L'aria fresca della sera gli accarezzò la pelle, ma non lo infastidì, nonostante indossasse abiti abbastanza leggeri. Rimase immobile davanti il locale, sollevò il volto verso il cielo notturno, carico di stelle, e chiuse gli occhi per qualche secondo, mentre alle orecchie gli arrivavano la musica attutita proveniente dalla discoteca, risatine in lontananza, e i passi di qualcuno.

Claud aprì gli occhi, decidendo di tornare in albergo. Una volta giunto a destinazione notò vagamente che il personale di turno era cambiato, a incominciare dal portiere che gli spalancò l'ingresso. Si recò alla reception e, prima ancora di fermarsi davanti al bancone di lucido marmo bianco, rallentò il passo, reclinò il capo da un lato, tornando a sorridere.

Il giovane, che aveva preso il posto della donna che aveva curato il suo check-in quel pomeriggio, era davvero carino.

"Mi ricorda qualcuno" pensò, aggrottando appena la fronte, mentre si avvicinava alla sua preda. Negli approcci di quel tipo si incorreva sempre nel rischio di beccare un due di picche, ma era intrigante provocare un altro uomo, senza conoscere i suoi gusti sessuali; incontrare uno sconosciuto e punzecchiarlo fino a portare alla luce i suoi limiti. Erano state diverse le occasioni in cui, così facendo, Claud aveva finito per diventare il capriccio, la curiosità che si soddisfaceva di uomini anche eterosessuali.

"Non esistono uomini o donne a letto. Soltanto due corpi che si uniscono" era la sua massima preferita, che sfoggiava soprattutto quando incontrava qualcuno fin troppo restio nel lasciarsi andare con lui.

Perciò, quella sera, Claud non aveva dubbi su come si sarebbe concluso lo scambio di battute con quel giovane receptionist dai capelli scuri, gli occhi castani e uno sguardo sensuale. Doveva solo trovare le parole giuste per far vibrare le corde dei suoi ormoni e spingerlo a dirgli di sì, indipendentemente da quelli che erano i suoi gusti dal punto di vista sessuale. 

"Ma in questo... sono ancora il numero uno" si disse compiaciuto, mentre il suo sorriso si allargava un po' di più.

-Aspetta...- mormorò il giovane, scostandosi appena da lui. Alla fine, aveva vinto Claud: anche quella volta era riuscito a portare a termine i suoi tentativi di seduzione.

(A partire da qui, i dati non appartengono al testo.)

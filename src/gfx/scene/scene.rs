//! Scenes: resident object lists with a per-draw material description

use super::bounding_box::BoundingBox;
use super::object::Object;
use crate::gfx::resources::material::OverrideMaterial;

/// Selectable scenes. Switching is immediate; every scene stays loaded.
#[derive(Debug, Clone, Copy, PartialEq, Eq, Hash, Default)]
pub enum SceneId {
    #[default]
    Scene1,
    Scene2,
}

impl SceneId {
    pub const ALL: [SceneId; 2] = [SceneId::Scene1, SceneId::Scene2];

    pub fn label(self) -> &'static str {
        match self {
            SceneId::Scene1 => "Scene 1",
            SceneId::Scene2 => "Scene 2",
        }
    }
}

/// How one drawable is shaded.
#[derive(Debug, Clone, Copy, PartialEq)]
pub enum MaterialSpec {
    /// Flat material following the live fabric parameters.
    Fabric,
    /// Fixed flat material.
    Flat(OverrideMaterial),
    /// Base material using texture set `textures`.
    Textured {
        roughness: f32,
        specular_mult: f32,
        textures: usize,
    },
}

/// One draw: an object of the scene and the material it is drawn with.
#[derive(Debug, Clone, Copy, PartialEq)]
pub struct Drawable {
    pub object: usize,
    pub material: MaterialSpec,
    pub dust: bool,
}

pub struct Scene {
    id: SceneId,
    objects: Vec<Object>,
    reference: usize,
    fudge: f32,
    drawables: Vec<Drawable>,
    pub(crate) degenerate_reported: bool,
}

impl Scene {
    /// `reference` indexes the object whose bounds drive normalization;
    /// `fudge` scales the normalized size.
    pub fn new(
        id: SceneId,
        objects: Vec<Object>,
        reference: usize,
        fudge: f32,
        drawables: Vec<Drawable>,
    ) -> Self {
        Self {
            id,
            objects,
            reference,
            fudge,
            drawables,
            degenerate_reported: false,
        }
    }

    pub fn id(&self) -> SceneId {
        self.id
    }

    pub fn objects(&self) -> &[Object] {
        &self.objects
    }

    pub fn objects_mut(&mut self) -> &mut [Object] {
        &mut self.objects
    }

    pub fn object(&self, index: usize) -> Option<&Object> {
        self.objects.get(index)
    }

    pub fn reference_bounds(&self) -> Option<&BoundingBox> {
        self.objects.get(self.reference).map(Object::bounding_box)
    }

    pub fn fudge(&self) -> f32 {
        self.fudge
    }

    /// Draws in submission order.
    pub fn drawables(&self) -> &[Drawable] {
        &self.drawables
    }
}

/// All scenes, resident at once.
#[derive(Default)]
pub struct SceneSet {
    scenes: Vec<Scene>,
}

impl SceneSet {
    pub fn new(scenes: Vec<Scene>) -> Self {
        Self { scenes }
    }

    pub fn get(&self, id: SceneId) -> Option<&Scene> {
        self.scenes.iter().find(|scene| scene.id == id)
    }

    pub fn get_mut(&mut self, id: SceneId) -> Option<&mut Scene> {
        self.scenes.iter_mut().find(|scene| scene.id == id)
    }

    pub fn iter_mut(&mut self) -> impl Iterator<Item = &mut Scene> {
        self.scenes.iter_mut()
    }

    pub fn iter(&self) -> impl Iterator<Item = &Scene> {
        self.scenes.iter()
    }
}

#[cfg(test)]
mod tests {
    use super::*;
    use cgmath::Vector3;

    fn object(name: &str) -> Object {
        Object::new(
            name,
            Vec::new(),
            BoundingBox::new(Vector3::new(0.0, 0.0, 0.0), Vector3::new(1.0, 1.0, 1.0)),
        )
    }

    #[test]
    fn test_scene_lookup() {
        let set = SceneSet::new(vec![
            Scene::new(SceneId::Scene2, vec![object("a"), object("b")], 1, 1.0, Vec::new()),
            Scene::new(SceneId::Scene1, vec![object("c")], 0, 0.75, Vec::new()),
        ]);

        assert_eq!(set.get(SceneId::Scene1).unwrap().fudge(), 0.75);
        assert_eq!(set.get(SceneId::Scene2).unwrap().objects().len(), 2);
        assert_eq!(set.iter().count(), 2);
    }

    #[test]
    fn test_reference_out_of_range() {
        let scene = Scene::new(SceneId::Scene1, vec![object("a")], 3, 1.0, Vec::new());
        assert!(scene.reference_bounds().is_none());
        assert_eq!(SceneId::default(), SceneId::Scene1);
    }
}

Si trovavano nella sua camera d'albergo, con il ragazzo della reception nudo, nel suo letto, e Claud soddisfatto della propria conquista. La sua preda aveva ceduto con abbastanza facilità, mollando tutto per seguirlo.

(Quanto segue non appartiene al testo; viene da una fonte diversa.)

//! Light and material parameters
//!
//! Plain data describing the area light, the fabric sheen lobe and the two
//! material paths a draw can take. Nothing here touches the device; the
//! binding protocol turns these values into uniform writes.

use cgmath::{InnerSpace, Vector3};
use serde::{Deserialize, Serialize};

use crate::config::ShadingConfig;
use crate::error::{AppError, LightError, SheenError};

use super::slots::TextureSlot;

/// Corner distance from the light plane tolerated per unit of quad size.
pub const COPLANAR_TOLERANCE: f32 = 1.0e-3;

/// A planar quad light. The corner winding selects the lit side.
#[derive(Debug, Clone, PartialEq)]
pub struct AreaLight {
    intensity: f32,
    color: Vector3<f32>,
    points: [Vector3<f32>; 4],
}

impl AreaLight {
    pub fn new(
        intensity: f32,
        color: Vector3<f32>,
        points: [Vector3<f32>; 4],
    ) -> Result<Self, LightError> {
        check_intensity(intensity)?;
        check_quad(&points)?;
        Ok(Self {
            intensity,
            color,
            points,
        })
    }

    pub fn intensity(&self) -> f32 {
        self.intensity
    }

    pub fn set_intensity(&mut self, intensity: f32) -> Result<(), LightError> {
        check_intensity(intensity)?;
        self.intensity = intensity;
        Ok(())
    }

    pub fn color(&self) -> Vector3<f32> {
        self.color
    }

    pub fn set_color(&mut self, color: Vector3<f32>) {
        self.color = color;
    }

    pub fn points(&self) -> &[Vector3<f32>; 4] {
        &self.points
    }

    pub fn set_points(&mut self, points: [Vector3<f32>; 4]) -> Result<(), LightError> {
        check_quad(&points)?;
        self.points = points;
        Ok(())
    }

    /// Unit normal of the lit side, following the corner winding.
    pub fn normal(&self) -> Vector3<f32> {
        quad_normal(&self.points).normalize()
    }
}

fn check_intensity(intensity: f32) -> Result<(), LightError> {
    if intensity >= 0.0 {
        Ok(())
    } else {
        Err(LightError::NegativeIntensity(intensity))
    }
}

fn quad_normal(points: &[Vector3<f32>; 4]) -> Vector3<f32> {
    (points[2] - points[0]).cross(points[3] - points[1])
}

fn check_quad(points: &[Vector3<f32>; 4]) -> Result<(), LightError> {
    let normal = quad_normal(points);
    let extent = (points[2] - points[0])
        .magnitude()
        .max((points[3] - points[1]).magnitude());
    if extent <= f32::EPSILON || normal.magnitude() <= f32::EPSILON * extent * extent {
        return Err(LightError::DegenerateQuad);
    }

    let normal = normal.normalize();
    let centroid = (points[0] + points[1] + points[2] + points[3]) / 4.0;
    let distance = points
        .iter()
        .map(|p| (*p - centroid).dot(normal).abs())
        .fold(0.0f32, f32::max);
    if distance > COPLANAR_TOLERANCE * extent {
        return Err(LightError::NotCoplanar(distance));
    }
    Ok(())
}

/// Sheen lobe evaluated by the fragment stage. The discriminant is the value
/// the shader switches on.
#[derive(Debug, Clone, Copy, PartialEq, Eq, Serialize, Deserialize)]
pub enum SheenModel {
    None = 0,
    Zeltner = 1,
    CosineBased = 2,
}

impl SheenModel {
    pub const ALL: [SheenModel; 3] = [SheenModel::Zeltner, SheenModel::CosineBased, SheenModel::None];

    pub fn shader_value(self) -> i32 {
        self as i32
    }

    pub fn label(self) -> &'static str {
        match self {
            SheenModel::None => "None",
            SheenModel::Zeltner => "Zeltner",
            SheenModel::CosineBased => "Cosine-based",
        }
    }
}

/// Shaping terms of the sheen lobe.
#[derive(Debug, Clone, Copy, PartialEq)]
pub struct SheenParameters {
    alpha: f32,
    beta: f32,
    csheen: f32,
    model: SheenModel,
}

impl SheenParameters {
    pub fn new(alpha: f32, beta: f32, csheen: f32, model: SheenModel) -> Result<Self, SheenError> {
        let mut params = Self {
            alpha: 0.0,
            beta,
            csheen: 0.0,
            model,
        };
        params.set_alpha(alpha)?;
        params.set_csheen(csheen)?;
        Ok(params)
    }

    pub fn alpha(&self) -> f32 {
        self.alpha
    }

    pub fn set_alpha(&mut self, alpha: f32) -> Result<(), SheenError> {
        if !(0.0..=1.0).contains(&alpha) {
            return Err(SheenError::AlphaOutOfRange(alpha));
        }
        self.alpha = alpha;
        Ok(())
    }

    pub fn beta(&self) -> f32 {
        self.beta
    }

    pub fn set_beta(&mut self, beta: f32) {
        self.beta = beta;
    }

    /// Sheen colour multiplier.
    pub fn csheen(&self) -> f32 {
        self.csheen
    }

    pub fn set_csheen(&mut self, csheen: f32) -> Result<(), SheenError> {
        if csheen < 0.0 {
            return Err(SheenError::NegativeMultiplier(csheen));
        }
        self.csheen = csheen;
        Ok(())
    }

    pub fn model(&self) -> SheenModel {
        self.model
    }

    pub fn set_model(&mut self, model: SheenModel) {
        self.model = model;
    }
}

/// User-tunable fabric appearance.
#[derive(Debug, Clone, Copy, PartialEq)]
pub struct FabricParameters {
    pub color: Vector3<f32>,
    pub roughness: f32,
    pub specular: f32,
}

/// Flat material used by the override path: constant colours, a constant
/// tangent-space normal and no texture sampling.
#[derive(Debug, Clone, Copy, PartialEq)]
pub struct OverrideMaterial {
    pub diffuse: Vector3<f32>,
    pub normal: Vector3<f32>,
    pub specular: Vector3<f32>,
    pub roughness: f32,
}

impl OverrideMaterial {
    pub const FLAT_NORMAL: Vector3<f32> = Vector3::new(0.0, 0.0, 1.0);

    /// A grey material with equal diffuse and specular channels.
    pub fn uniform(diffuse: f32, specular: f32, roughness: f32) -> Self {
        Self {
            diffuse: Vector3::new(diffuse, diffuse, diffuse),
            normal: Self::FLAT_NORMAL,
            specular: Vector3::new(specular, specular, specular),
            roughness,
        }
    }

    pub fn from_fabric(fabric: &FabricParameters) -> Self {
        Self {
            diffuse: fabric.color,
            normal: Self::FLAT_NORMAL,
            specular: Vector3::new(fabric.specular, fabric.specular, fabric.specular),
            roughness: fabric.roughness,
        }
    }
}

/// A decoded image assigned to one of the material slots.
#[derive(Debug)]
pub struct MaterialTexture<T> {
    pub name: String,
    pub slot: TextureSlot,
    pub texture: T,
}

/// Diffuse, normal and specular maps of one textured object.
#[derive(Debug)]
pub struct MaterialTextures<T> {
    pub diffuse: MaterialTexture<T>,
    pub normal: MaterialTexture<T>,
    pub specular: MaterialTexture<T>,
}

impl<T> MaterialTextures<T> {
    pub fn iter(&self) -> impl Iterator<Item = &MaterialTexture<T>> {
        [&self.diffuse, &self.normal, &self.specular].into_iter()
    }

    pub fn into_textures(self) -> [T; 3] {
        [self.diffuse.texture, self.normal.texture, self.specular.texture]
    }
}

/// Light, fabric and sheen state edited by the parameters panel.
#[derive(Debug, Clone, PartialEq)]
pub struct ShadingParameters {
    pub light: AreaLight,
    pub fabric: FabricParameters,
    pub sheen: SheenParameters,
}

impl ShadingParameters {
    pub fn from_config(config: &ShadingConfig) -> Result<Self, AppError> {
        let light = AreaLight::new(
            config.light_intensity,
            Vector3::from(config.light_color),
            config.light_points.map(Vector3::from),
        )?;
        let sheen = SheenParameters::new(
            config.sheen_alpha,
            config.sheen_beta,
            config.sheen_multiplier,
            config.sheen_model,
        )?;
        Ok(Self {
            light,
            fabric: FabricParameters {
                color: Vector3::from(config.fabric_color),
                roughness: config.fabric_roughness,
                specular: config.fabric_specular,
            },
            sheen,
        })
    }
}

-Non dirmi che ti stanno venendo i sensi di colpa per esserti allontanato dal tuo posto di lavoro, proprio adesso!- soffiò sulle sue labbra e l'altro girò il viso, per evitare che quelle carezze si trasformassero in un bacio.

-No... è che pensavo... non conosci neanche il mio nome- disse il giovane e Claud ridacchiò.
-Ha importanza?- gli domandò con fare retorico e non attese una sua risposta. Gli afferrò il viso con una mano, obbligandolo a ricambiare il suo sguardo.
-Niente baci- si affrettò a dire l'altro, reclinando il capo all'indietro e puntellandosi con le mani contro il suo petto nudo.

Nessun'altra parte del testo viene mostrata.